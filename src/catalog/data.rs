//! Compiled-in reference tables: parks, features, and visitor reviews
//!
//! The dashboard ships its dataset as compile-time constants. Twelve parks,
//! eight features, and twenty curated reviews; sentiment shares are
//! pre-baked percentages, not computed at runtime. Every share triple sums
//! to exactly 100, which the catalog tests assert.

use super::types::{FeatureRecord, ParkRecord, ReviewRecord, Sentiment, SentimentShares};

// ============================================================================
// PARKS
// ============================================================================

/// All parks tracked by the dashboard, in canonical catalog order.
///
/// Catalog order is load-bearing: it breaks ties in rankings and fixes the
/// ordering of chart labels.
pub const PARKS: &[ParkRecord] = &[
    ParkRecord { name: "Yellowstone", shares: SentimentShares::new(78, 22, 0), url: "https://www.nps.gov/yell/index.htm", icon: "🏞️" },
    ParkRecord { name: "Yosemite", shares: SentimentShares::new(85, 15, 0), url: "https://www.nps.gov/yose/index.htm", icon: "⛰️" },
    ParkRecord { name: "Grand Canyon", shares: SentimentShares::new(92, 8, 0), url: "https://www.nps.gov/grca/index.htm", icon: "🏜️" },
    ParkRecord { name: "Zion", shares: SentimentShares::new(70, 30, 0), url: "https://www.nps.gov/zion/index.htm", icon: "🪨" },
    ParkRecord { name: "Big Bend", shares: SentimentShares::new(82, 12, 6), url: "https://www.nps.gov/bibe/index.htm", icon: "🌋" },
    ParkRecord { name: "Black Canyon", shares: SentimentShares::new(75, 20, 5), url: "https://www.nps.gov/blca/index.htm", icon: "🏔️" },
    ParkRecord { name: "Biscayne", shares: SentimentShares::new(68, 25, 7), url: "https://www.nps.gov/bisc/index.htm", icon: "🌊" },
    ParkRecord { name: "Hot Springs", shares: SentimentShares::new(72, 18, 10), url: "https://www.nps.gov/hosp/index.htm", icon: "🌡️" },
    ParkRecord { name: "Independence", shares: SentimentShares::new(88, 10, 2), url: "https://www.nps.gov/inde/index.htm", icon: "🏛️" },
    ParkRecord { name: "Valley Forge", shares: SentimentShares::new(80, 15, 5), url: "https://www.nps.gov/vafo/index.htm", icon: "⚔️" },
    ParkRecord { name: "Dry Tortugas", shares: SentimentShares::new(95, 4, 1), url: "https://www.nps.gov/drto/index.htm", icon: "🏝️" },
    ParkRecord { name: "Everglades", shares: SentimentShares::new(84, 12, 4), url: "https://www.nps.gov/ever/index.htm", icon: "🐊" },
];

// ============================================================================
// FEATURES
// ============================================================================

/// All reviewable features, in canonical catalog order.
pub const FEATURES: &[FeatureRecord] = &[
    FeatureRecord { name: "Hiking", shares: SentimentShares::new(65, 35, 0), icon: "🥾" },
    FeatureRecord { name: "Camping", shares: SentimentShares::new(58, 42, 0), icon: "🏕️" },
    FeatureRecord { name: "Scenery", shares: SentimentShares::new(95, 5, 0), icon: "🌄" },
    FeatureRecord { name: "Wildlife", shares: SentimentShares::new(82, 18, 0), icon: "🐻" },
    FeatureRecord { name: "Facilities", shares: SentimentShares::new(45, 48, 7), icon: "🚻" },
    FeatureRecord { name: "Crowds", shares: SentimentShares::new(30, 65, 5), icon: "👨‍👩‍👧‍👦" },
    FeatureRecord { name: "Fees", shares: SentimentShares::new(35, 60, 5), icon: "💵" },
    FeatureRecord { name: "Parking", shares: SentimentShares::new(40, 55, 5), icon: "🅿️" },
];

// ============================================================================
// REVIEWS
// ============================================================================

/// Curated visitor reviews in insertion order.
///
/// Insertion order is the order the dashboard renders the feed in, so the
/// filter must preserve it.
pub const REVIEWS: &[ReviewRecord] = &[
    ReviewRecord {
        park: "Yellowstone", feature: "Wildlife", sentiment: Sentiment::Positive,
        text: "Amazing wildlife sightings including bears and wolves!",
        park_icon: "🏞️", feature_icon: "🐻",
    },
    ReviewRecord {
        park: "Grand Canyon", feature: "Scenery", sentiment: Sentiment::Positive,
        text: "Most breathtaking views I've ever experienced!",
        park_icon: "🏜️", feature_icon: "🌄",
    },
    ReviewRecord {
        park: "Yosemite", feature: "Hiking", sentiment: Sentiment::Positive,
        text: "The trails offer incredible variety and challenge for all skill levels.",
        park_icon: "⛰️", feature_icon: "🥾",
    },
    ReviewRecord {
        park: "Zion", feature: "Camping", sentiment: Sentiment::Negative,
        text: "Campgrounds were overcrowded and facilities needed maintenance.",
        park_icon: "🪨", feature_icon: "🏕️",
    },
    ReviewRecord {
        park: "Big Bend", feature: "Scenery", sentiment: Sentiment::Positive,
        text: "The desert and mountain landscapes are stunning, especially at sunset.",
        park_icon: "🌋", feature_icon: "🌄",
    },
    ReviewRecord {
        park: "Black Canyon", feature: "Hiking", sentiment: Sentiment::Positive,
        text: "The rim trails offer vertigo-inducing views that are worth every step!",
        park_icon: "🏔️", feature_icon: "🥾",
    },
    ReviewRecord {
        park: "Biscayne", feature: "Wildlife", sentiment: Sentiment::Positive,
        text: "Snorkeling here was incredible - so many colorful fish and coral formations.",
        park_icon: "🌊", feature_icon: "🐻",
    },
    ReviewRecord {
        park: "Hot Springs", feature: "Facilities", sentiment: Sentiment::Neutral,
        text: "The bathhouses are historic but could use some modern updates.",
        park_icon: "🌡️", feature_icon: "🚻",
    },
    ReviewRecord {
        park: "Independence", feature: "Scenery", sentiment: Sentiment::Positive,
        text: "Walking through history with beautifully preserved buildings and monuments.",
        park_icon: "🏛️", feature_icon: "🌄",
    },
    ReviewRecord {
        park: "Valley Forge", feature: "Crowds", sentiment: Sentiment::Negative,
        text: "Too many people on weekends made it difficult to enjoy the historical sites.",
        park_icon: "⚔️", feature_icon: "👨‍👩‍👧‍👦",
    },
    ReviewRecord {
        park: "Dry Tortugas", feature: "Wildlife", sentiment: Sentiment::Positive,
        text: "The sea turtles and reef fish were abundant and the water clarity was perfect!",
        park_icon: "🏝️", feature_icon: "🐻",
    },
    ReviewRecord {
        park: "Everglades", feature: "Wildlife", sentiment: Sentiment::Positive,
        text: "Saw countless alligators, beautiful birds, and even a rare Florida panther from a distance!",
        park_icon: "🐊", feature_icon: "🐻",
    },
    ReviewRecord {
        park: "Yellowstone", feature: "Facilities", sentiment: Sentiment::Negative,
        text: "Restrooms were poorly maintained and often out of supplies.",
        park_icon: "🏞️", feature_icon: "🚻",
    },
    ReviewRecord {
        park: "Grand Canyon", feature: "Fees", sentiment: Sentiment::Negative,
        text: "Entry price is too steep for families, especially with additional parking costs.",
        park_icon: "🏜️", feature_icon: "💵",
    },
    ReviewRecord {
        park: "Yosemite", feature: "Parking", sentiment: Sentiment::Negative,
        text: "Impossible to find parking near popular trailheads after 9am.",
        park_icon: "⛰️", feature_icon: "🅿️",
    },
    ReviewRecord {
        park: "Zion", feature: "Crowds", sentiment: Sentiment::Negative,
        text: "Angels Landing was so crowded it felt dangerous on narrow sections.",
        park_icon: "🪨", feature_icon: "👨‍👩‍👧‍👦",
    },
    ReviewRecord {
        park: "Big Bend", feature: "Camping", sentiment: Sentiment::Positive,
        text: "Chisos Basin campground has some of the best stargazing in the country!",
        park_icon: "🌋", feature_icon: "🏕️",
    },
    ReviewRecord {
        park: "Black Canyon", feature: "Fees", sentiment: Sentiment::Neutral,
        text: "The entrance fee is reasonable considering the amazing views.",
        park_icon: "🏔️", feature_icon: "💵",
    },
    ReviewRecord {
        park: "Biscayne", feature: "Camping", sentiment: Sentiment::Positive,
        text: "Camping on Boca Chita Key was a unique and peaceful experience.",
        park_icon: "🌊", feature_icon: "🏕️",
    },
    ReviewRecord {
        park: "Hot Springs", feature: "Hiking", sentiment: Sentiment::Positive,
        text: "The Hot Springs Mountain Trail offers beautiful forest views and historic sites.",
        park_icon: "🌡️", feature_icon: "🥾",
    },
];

────────────────────

| HOW TO COMPLETE THIS TASK |
Reproduce the listing above exactly as far as the line with "catalog tests assert.", that line included.

| COMPLETED TASK |
filename src/catalog/data.rs
//! Compiled-in reference tables: parks, features, and visitor reviews
//!
//! The dashboard ships its dataset as compile-time constants. Twelve parks,
//! eight features, and twenty curated reviews; sentiment shares are
//! pre-baked percentages, not computed at runtime. Every share triple sums
//! to exactly 100, which the catalog tests assert.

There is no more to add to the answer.